THOMAS ARNALL, postmaster of Oxford, laid the foundation stone at St Aldate’s Post Office on a wet Wednesday morning in June, 1879.

“May it do honour to the man who designed it,” he said, dripping with Victorian pomp.

The Oxford post office at the time employed 121 staff, handling nearly a quarter of a million letters per week. 23 postmen delivered 90,000 letters a day around the city itself, with four deliveries and six collections. 87 of Arnall’s staff were to be based in the new building, boasting indoor loos and a state of the art ventilation shaft for the emission of foul air.

Flattening the mortar with a trowel, Arnall gave the tonne and a half slab of Tilbury stone three taps for luck, and submerged a gold coin with an image of Queen Victoria into the slop.

The slab can still be seen on the building today. Of course, Queen Victoria’s face has been squashed under a wall for the past 136 years, but her imperial cipher “VR” still flanks the Royal Coat of Arms above the door.
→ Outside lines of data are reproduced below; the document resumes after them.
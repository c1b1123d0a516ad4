use std::convert::TryFrom;
use std::fmt;

use num_enum::IntoPrimitive;
use num_enum::TryFromPrimitive;

use super::operand::{Register, Registers, Resolver};
use crate::memory::{Memory, Word};
use crate::outcome::Fault;

macro_rules! instructions {
    ( $( $( #[doc = $doc:expr] )+ $name:ident = $repr:literal => $mnemonic:literal , )+ ) => {
        /// Defines the opcodes
        #[repr(u16)]
        #[derive(Debug, Clone, Copy, PartialEq, Eq, PartialOrd, Ord, Hash)]
        #[derive(TryFromPrimitive, IntoPrimitive)]
        pub enum Opcode {
            $(
                $( #[doc = $doc] )+
                $name = $repr,
            )+
        }

        impl Opcode {
            pub const ALL: &'static [Self] = &[
                $( Self::$name , )+
            ];

            pub fn name(&self) -> &'static str {
                match self {
                    $( Self::$name => $mnemonic , )+
                }
            }
        }

        impl ::std::fmt::Display for Opcode {
            fn fmt(&self, f: &mut ::std::fmt::Formatter<'_>) -> ::std::fmt::Result {
                f.write_str(self.name())
            }
        }
    }
}

instructions! {
    /// Stop execution and terminate the program
    Halt = 0 => "halt",
    /// Set register `a` to the value of `b`
    Set = 1 => "set",
    /// Push `a` onto the stack
    Push = 2 => "push",
    /// Pop the top of the stack into `a`; halts on an empty stack
    Pop = 3 => "pop",
    /// Set `a` to 1 if `b` equals `c`, 0 otherwise
    Eq = 4 => "eq",
    /// Set `a` to 1 if `b` is greater than `c`, 0 otherwise
    Gt = 5 => "gt",
    /// Jump to `a`
    Jmp = 6 => "jmp",
    /// Jump to `b` if `a` is non zero
    Jt = 7 => "jt",
    /// Jump to `b` if `a` is zero
    Jf = 8 => "jf",
    /// Store `b + c` (modulo 32768) into `a`
    Add = 9 => "add",
    /// Store `b * c` (modulo 32768) into `a`
    Mult = 10 => "mult",
    /// Store the remainder of `b / c` into `a`
    Mod = 11 => "mod",
    /// Store the bitwise and of `b` and `c` into `a`
    And = 12 => "and",
    /// Store the bitwise or of `b` and `c` into `a`
    Or = 13 => "or",
    /// Store the 15 bit inverse of `b` into `a`
    Not = 14 => "not",
    /// Read memory at address `b` into `a`
    Rmem = 15 => "rmem",
    /// Write `b` into memory at address `a`
    Wmem = 16 => "wmem",
    /// Push the address of the next instruction and jump to `a`
    Call = 17 => "call",
    /// Pop an address from the stack and jump to it; halts on an empty stack
    Ret = 18 => "ret",
    /// Write the character with code `a` to the output
    Out = 19 => "out",
    /// Read a character into `a`
    In = 20 => "in",
    /// No operation
    Noop = 21 => "noop",
}

/// A decoded instruction. Destinations are registers, every other operand is
/// already resolved to its value.
#[derive(Debug, Clone, Copy, PartialEq, Eq, Hash)]
pub enum Instruction {
    Halt,
    Set(Register, Word),
    Push(Word),
    Pop(Register),
    Eq(Register, Word, Word),
    Gt(Register, Word, Word),
    Jmp(Word),
    Jt(Word, Word),
    Jf(Word, Word),
    Add(Register, Word, Word),
    Mult(Register, Word, Word),
    Mod(Register, Word, Word),
    And(Register, Word, Word),
    Or(Register, Word, Word),
    Not(Register, Word),
    Rmem(Register, Word),
    Wmem(Word, Word),
    Call(Word),
    Ret,
    Out(Word),
    In(Register),
    Noop,
}

impl Instruction {
    /// Decodes the instruction at `address`. Returns it together with the
    /// address of the following instruction. Neither memory nor registers are
    /// modified.
    pub fn decode<const S: usize>(
        memory: &Memory<S>,
        registers: &Registers,
        address: usize,
    ) -> Result<(Self, usize), Fault> {
        let mut operands = Resolver::new(memory, registers, address);
        let word = operands.fetch()?;
        let opcode = Opcode::try_from(word).map_err(|_| Fault::InvalidOpcode {
            word,
            address,
            previous: address
                .checked_sub(1)
                .and_then(|previous| memory.read_word(previous)),
            next: memory.read_word(address + 1),
        })?;

        let instruction = match opcode {
            Opcode::Halt => Instruction::Halt,
            Opcode::Set => Instruction::Set(operands.register()?, operands.value()?),
            Opcode::Push => Instruction::Push(operands.value()?),
            Opcode::Pop => Instruction::Pop(operands.register()?),
            Opcode::Eq => Instruction::Eq(
                operands.register()?,
                operands.value()?,
                operands.value()?,
            ),
            Opcode::Gt => Instruction::Gt(
                operands.register()?,
                operands.value()?,
                operands.value()?,
            ),
            Opcode::Jmp => Instruction::Jmp(operands.value()?),
            Opcode::Jt => Instruction::Jt(operands.value()?, operands.value()?),
            Opcode::Jf => Instruction::Jf(operands.value()?, operands.value()?),
            Opcode::Add => Instruction::Add(
                operands.register()?,
                operands.value()?,
                operands.value()?,
            ),
            Opcode::Mult => Instruction::Mult(
                operands.register()?,
                operands.value()?,
                operands.value()?,
            ),
            Opcode::Mod => Instruction::Mod(
                operands.register()?,
                operands.value()?,
                operands.value()?,
            ),
            Opcode::And => Instruction::And(
                operands.register()?,
                operands.value()?,
                operands.value()?,
            ),
            Opcode::Or => Instruction::Or(
                operands.register()?,
                operands.value()?,
                operands.value()?,
            ),
            Opcode::Not => Instruction::Not(operands.register()?, operands.value()?),
            Opcode::Rmem => Instruction::Rmem(operands.register()?, operands.value()?),
            Opcode::Wmem => Instruction::Wmem(operands.value()?, operands.value()?),
            Opcode::Call => Instruction::Call(operands.value()?),
            Opcode::Ret => Instruction::Ret,
            Opcode::Out => Instruction::Out(operands.value()?),
            Opcode::In => Instruction::In(operands.register()?),
            Opcode::Noop => Instruction::Noop,
        };

        Ok((instruction, operands.pointer()))
    }

    pub fn opcode(&self) -> Opcode {
        match self {
            Instruction::Halt => Opcode::Halt,
            Instruction::Set(..) => Opcode::Set,
            Instruction::Push(..) => Opcode::Push,
            Instruction::Pop(..) => Opcode::Pop,
            Instruction::Eq(..) => Opcode::Eq,
            Instruction::Gt(..) => Opcode::Gt,
            Instruction::Jmp(..) => Opcode::Jmp,
            Instruction::Jt(..) => Opcode::Jt,
            Instruction::Jf(..) => Opcode::Jf,
            Instruction::Add(..) => Opcode::Add,
            Instruction::Mult(..) => Opcode::Mult,
            Instruction::Mod(..) => Opcode::Mod,
            Instruction::And(..) => Opcode::And,
            Instruction::Or(..) => Opcode::Or,
            Instruction::Not(..) => Opcode::Not,
            Instruction::Rmem(..) => Opcode::Rmem,
            Instruction::Wmem(..) => Opcode::Wmem,
            Instruction::Call(..) => Opcode::Call,
            Instruction::Ret => Opcode::Ret,
            Instruction::Out(..) => Opcode::Out,
            Instruction::In(..) => Opcode::In,
            Instruction::Noop => Opcode::Noop,
        }
    }
}

impl fmt::Display for Instruction {
    fn fmt(&self, f: &mut fmt::Formatter<'_>) -> fmt::Result {
        f.write_str(self.opcode().name())?;

        match *self {
            Instruction::Halt | Instruction::Ret | Instruction::Noop => Ok(()),
            Instruction::Pop(a) | Instruction::In(a) => write!(f, " {}", a),
            Instruction::Push(a)
            | Instruction::Jmp(a)
            | Instruction::Call(a)
            | Instruction::Out(a) => write!(f, " {}", a),
            Instruction::Set(a, b) | Instruction::Not(a, b) | Instruction::Rmem(a, b) => {
                write!(f, " {} {}", a, b)
            }
            Instruction::Jt(a, b) | Instruction::Jf(a, b) | Instruction::Wmem(a, b) => {
                write!(f, " {} {}", a, b)
            }
            Instruction::Eq(a, b, c)
            | Instruction::Gt(a, b, c)
            | Instruction::Add(a, b, c)
            | Instruction::Mult(a, b, c)
            | Instruction::Mod(a, b, c)
            | Instruction::And(a, b, c)
            | Instruction::Or(a, b, c) => write!(f, " {} {} {}", a, b, c),
        }
    }
}

#[cfg(test)]
mod tests {
    use crate::memory::StdMem;
    use crate::processor::operand::{R0, R1};
    use crate::write_words;

    use super::*;
    use color_eyre::eyre::Result;

    #[test]
    fn opcode_range() {
        assert_eq!(Opcode::ALL.len(), 22);
        for (value, opcode) in Opcode::ALL.iter().enumerate() {
            assert_eq!(Word::from(*opcode), value as Word);
        }
        assert_eq!(Opcode::try_from(21u16).ok(), Some(Opcode::Noop));
        assert!(Opcode::try_from(22u16).is_err());
    }

    #[test]
    fn decode_add() -> Result<()> {
        let mut mem = StdMem::default();
        let mut registers = Registers::default();
        registers.set(Register::new(1).unwrap(), 38);
        write_words!(mem : 0 => Opcode::Add, R0, R1, 4, Opcode::Halt);

        let (instruction, next) = Instruction::decode(&mem, &registers, 0)?;

        assert_eq!(
            instruction,
            Instruction::Add(Register::new(0).unwrap(), 38, 4)
        );
        assert_eq!(next, 4);
        assert_eq!(instruction.to_string(), "add r0 38 4");

        Ok(())
    }

    #[test]
    fn decode_does_not_touch_state() -> Result<()> {
        let mut mem = StdMem::default();
        let registers = Registers::default();
        write_words!(mem : 0 => Opcode::Wmem, 10, 20);
        let before = mem.clone();

        let (instruction, next) = Instruction::decode(&mem, &registers, 0)?;

        assert_eq!(instruction, Instruction::Wmem(10, 20));
        assert_eq!(next, 3);
        assert_eq!(mem, before);
        assert_eq!(registers, Registers::default());

        Ok(())
    }

    #[test]
    fn decode_invalid_opcode() {
        let mut mem = StdMem::default();
        write_words!(mem : 4 => 19, 22, 7);

        assert_eq!(
            Instruction::decode(&mem, &Registers::default(), 5),
            Err(Fault::InvalidOpcode {
                word: 22,
                address: 5,
                previous: Some(19),
                next: Some(7),
            })
        );
    }

    #[test]
    fn decode_truncated_operands() {
        let mut mem = StdMem::default();
        write_words!(mem : 32766 => Opcode::Add, R0);

        assert_eq!(
            Instruction::decode(&mem, &Registers::default(), 32766),
            Err(Fault::PointerExhausted { pointer: 32768 })
        );
    }

    #[test]
    fn display_mnemonics() {
        let r0 = Register::new(0).unwrap();

        assert_eq!(Instruction::Halt.to_string(), "halt");
        assert_eq!(Instruction::Pop(r0).to_string(), "pop r0");
        assert_eq!(Instruction::Jt(1, 200).to_string(), "jt 1 200");
        assert_eq!(Opcode::Mult.to_string(), "mult");
    }
}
Until a couple of years ago EG Rivers, the man who designed the building, might still have recognised the basic features of the “public hall” beyond his mull granite columns, where customers queued to buy stamps and post parcels at the counters.

But staggering changes have swept into this particular post office within the past 24 months. It’s uncanny but the changes happen to coincide with the privatisation of Royal Mail, completed last week when the Government sold off its remaining 13 per cent stake. What would Rivers make of it all now, I wonder?
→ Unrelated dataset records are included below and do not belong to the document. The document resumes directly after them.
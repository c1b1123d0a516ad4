use std::io;

use color_eyre::eyre::{eyre, Result};
use log::LevelFilter;
use simple_logger::SimpleLogger;

use wordvm::memory::StdMem;
use wordvm::processor::instruction::Opcode::*;
use wordvm::processor::operand::{R0, R1};
use wordvm::processor::trace::LogTracer;
use wordvm::processor::Processor;
use wordvm::write_words;

/// Prints "hi" through a subroutine, then counts r1 down from 3 printing digits.
fn main() -> Result<()> {
    color_eyre::install()?; // rust error handling
    SimpleLogger::new()
        .with_level(LevelFilter::Debug)
        .init()
        .map_err(|err| eyre!("{}", err))?; // logging

    let mut mem = StdMem::default();
    write_words!(mem : 0 =>
        Call, 30,
        Set, R1, 3,
        // 5: loop
        Add, R0, R1, 48,
        Out, R0,
        Add, R1, R1, 32767,
        Jt, R1, 5,
        Out, 10,
        Halt
    );
    write_words!(mem : 30 =>
        Out, 104,
        Out, 105,
        Out, 10,
        Ret
    );

    let mut cpu = Processor::new().with_tracer(LogTracer);
    let outcome = cpu.run(&mut mem);
    cpu.output.flush(&mut io::stdout())?;

    println!("{} (exit code {})", outcome, outcome.exit_code());

    Ok(())
}
//! Utility functions for string formatting.

pub mod format;

pub use format::{age_display, format_elapsed, format_phone, truncate_string};
use std::path::PathBuf;

use anyhow::Result;
use tracing::debug;

use super::{KvStore, StorageError};

/// Stores each key as `<dir>/<key>.json`.
pub struct FileStore {
    dir: PathBuf,
}

impl FileStore {
    pub fn new(dir: PathBuf) -> Result<Self> {
        std::fs::create_dir_all(&dir)?;
        Ok(Self { dir })
    }

    fn path(&self, key: &str) -> PathBuf {
        // Keys are fixed slice names, but never let one escape the directory
        let safe: String = key
            .chars()
            .map(|c| if c.is_ascii_alphanumeric() || c == '_' || c == '-' { c } else { '_' })
            .collect();
        self.dir.join(format!("{}.json", safe))
    }
}

impl KvStore for FileStore {
    fn get(&self, key: &str) -> Result<Option<String>, StorageError> {
        let path = self.path(key);
        if !path.exists() {
            return Ok(None);
        }
        Ok(Some(std::fs::read_to_string(&path)?))
    }

    fn set(&self, key: &str, value: &str) -> Result<(), StorageError> {
        let path = self.path(key);
        std::fs::write(&path, value)?;
        debug!(key = key, bytes = value.len(), "Wrote store file");
        Ok(())
    }

    fn remove(&self, key: &str) -> Result<(), StorageError> {
        let path = self.path(key);
        if path.exists() {
            std::fs::remove_file(path)?;
        }
        Ok(())
    }
}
In today’s thoroughly modern post office a gumptious employee hurries about the room, hounded by bemused members of the public.
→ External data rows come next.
use std::time::Duration;

use futures::future::BoxFuture;
use futures::FutureExt;
use rand::seq::SliceRandom;
use reqwest::Client;
use serde::Deserialize;
use tracing::debug;

use super::{TipsError, TipsSource};
use crate::models::TipEntry;
use crate::seed;

/// HTTP request timeout for the tips endpoint.
const REQUEST_TIMEOUT_SECS: u64 = 15;

/// Built-in tips, served after a fixed delay in random order.
pub struct MockTipsSource {
    tips: Vec<TipEntry>,
    delay: Duration,
}

impl MockTipsSource {
    pub fn new(delay: Duration) -> Self {
        Self::with_tips(seed::tips(), delay)
    }

    pub fn with_tips(tips: Vec<TipEntry>, delay: Duration) -> Self {
        Self { tips, delay }
    }
}

impl TipsSource for MockTipsSource {
    fn fetch(&self) -> BoxFuture<'_, Result<Vec<TipEntry>, TipsError>> {
        async move {
            if !self.delay.is_zero() {
                tokio::time::sleep(self.delay).await;
            }
            let mut tips = self.tips.clone();
            tips.shuffle(&mut rand::thread_rng());
            Ok(tips)
        }
        .boxed()
    }
}

/// Endpoints answer either with a bare array or `{ "tips": [...] }`.
#[derive(Deserialize)]
#[serde(untagged)]
enum TipsPayload {
    Bare(Vec<TipEntry>),
    Wrapped { tips: Vec<TipEntry> },
}

pub struct HttpTipsSource {
    client: Client,
    url: String,
    api_key: Option<String>,
}

impl HttpTipsSource {
    pub fn new(url: String, api_key: Option<String>) -> anyhow::Result<Self> {
        let client = Client::builder()
            .timeout(Duration::from_secs(REQUEST_TIMEOUT_SECS))
            .build()?;
        Ok(Self {
            client,
            url,
            api_key,
        })
    }

    async fn fetch_remote(&self) -> Result<Vec<TipEntry>, TipsError> {
        let mut request = self.client.get(&self.url);
        if let Some(ref key) = self.api_key {
            request = request.bearer_auth(key);
        }

        let response = request.send().await?;
        let status = response.status();
        if !status.is_success() {
            return Err(TipsError::Status {
                status: status.as_u16(),
            });
        }

        let body = response.text().await?;
        let tips = parse_tips(&body)?;
        debug!(count = tips.len(), "Fetched tips from remote source");
        Ok(tips)
    }
}

impl TipsSource for HttpTipsSource {
    fn fetch(&self) -> BoxFuture<'_, Result<Vec<TipEntry>, TipsError>> {
        self.fetch_remote().boxed()
    }
}

fn parse_tips(body: &str) -> Result<Vec<TipEntry>, TipsError> {
    match serde_json::from_str::<TipsPayload>(body) {
        Ok(TipsPayload::Bare(tips)) | Ok(TipsPayload::Wrapped { tips }) => Ok(tips),
        Err(e) => Err(TipsError::InvalidResponse(e.to_string())),
    }
}
//! HTTP client for the generative language `generateContent` endpoint.

use std::time::Duration;

use futures::future::BoxFuture;
use futures::FutureExt;
use reqwest::Client;
use serde::{Deserialize, Serialize};
use tracing::debug;

use super::{Assistant, AssistantError, CompletionRequest};
use crate::config::AssistantConfig;

#[derive(Debug, Serialize)]
#[serde(rename_all = "camelCase")]
struct GenerateRequest<'a> {
    contents: Vec<Content<'a>>,
    generation_config: GenerationConfig,
}

#[derive(Debug, Serialize)]
struct Content<'a> {
    parts: Vec<Part<'a>>,
}

#[derive(Debug, Serialize)]
struct Part<'a> {
    text: &'a str,
}

#[derive(Debug, Serialize)]
#[serde(rename_all = "camelCase")]
struct GenerationConfig {
    max_output_tokens: u32,
    temperature: f32,
}

#[derive(Debug, Deserialize)]
struct GenerateResponse {
    #[serde(default)]
    candidates: Vec<Candidate>,
}

#[derive(Debug, Deserialize)]
struct Candidate {
    content: Option<CandidateContent>,
}

#[derive(Debug, Deserialize)]
struct CandidateContent {
    #[serde(default)]
    parts: Vec<CandidatePart>,
}

#[derive(Debug, Deserialize)]
struct CandidatePart {
    text: Option<String>,
}

/// Pull the first text part out of a `generateContent` response body.
fn extract_text(body: &str) -> Result<String, AssistantError> {
    let parsed: GenerateResponse = serde_json::from_str(body)
        .map_err(|e| AssistantError::InvalidResponse(format!("malformed body: {}", e)))?;

    parsed
        .candidates
        .into_iter()
        .next()
        .and_then(|c| c.content)
        .and_then(|c| c.parts.into_iter().next())
        .and_then(|p| p.text)
        .ok_or_else(|| AssistantError::InvalidResponse("response had no text candidate".to_string()))
}

/// Clone is cheap - reqwest::Client uses Arc internally for connection pooling.
#[derive(Clone)]
pub struct GeminiClient {
    client: Client,
    base_url: String,
    model: String,
    api_key: Option<String>,
}

impl GeminiClient {
    pub fn new(config: &AssistantConfig, api_key: Option<String>) -> anyhow::Result<Self> {
        let client = Client::builder()
            .timeout(Duration::from_secs(config.request_timeout_secs))
            .build()?;

        Ok(Self {
            client,
            base_url: config.base_url.clone(),
            model: config.model.clone(),
            api_key,
        })
    }

    pub fn has_api_key(&self) -> bool {
        self.api_key.is_some()
    }

    fn endpoint(&self) -> String {
        format!("{}{}:generateContent", self.base_url, self.model)
    }

    async fn generate(&self, request: CompletionRequest) -> Result<String, AssistantError> {
        let api_key = self.api_key.as_deref().ok_or(AssistantError::MissingApiKey)?;

        let body = GenerateRequest {
            contents: vec![Content {
                parts: vec![Part {
                    text: &request.prompt,
                }],
            }],
            generation_config: GenerationConfig {
                max_output_tokens: request.max_output_tokens,
                temperature: request.temperature,
            },
        };

        let response = self
            .client
            .post(self.endpoint())
            .query(&[("key", api_key)])
            .json(&body)
            .send()
            .await?;

        let status = response.status();
        let text = response.text().await?;
        if !status.is_success() {
            return Err(AssistantError::from_status(status, &text));
        }

        debug!(model = %self.model, bytes = text.len(), "Assistant response received");
        extract_text(&text)
    }
}

impl Assistant for GeminiClient {
    fn complete(&self, request: CompletionRequest) -> BoxFuture<'_, Result<String, AssistantError>> {
        self.generate(request).boxed()
    }
}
Largely because she has been made to wear a uniform with “Hello! I’m Here To Help” printed on the back in giant type.

Another employee has scrawled “please take my life” in green marker pen on a flipchart to by the door. Next to these words, an arrow points to a self-service machine. It turns out that “my life” is a type of ticket.

So is “my identity.” Choosing one of these tickets from the machine will match your enquiry to the skill sets of one of two workers who remain, propped up behind the counter as though suspended in formaldehyde. Both toil stoically through the queues of hapless customers.

All this change in two brief years! If you never go into the post office you wouldn’t even notice it happening. If you do you would be forgiven for thinking that someone high up has stolen the blueprint from a successful fast food joint, and tried to slap it on to this once venerable institution like ketchup.

Alongside “my life” and “my identity” how about including a ticket labelled “my burger“? It would at least give me something else to think about while languishing in the queue.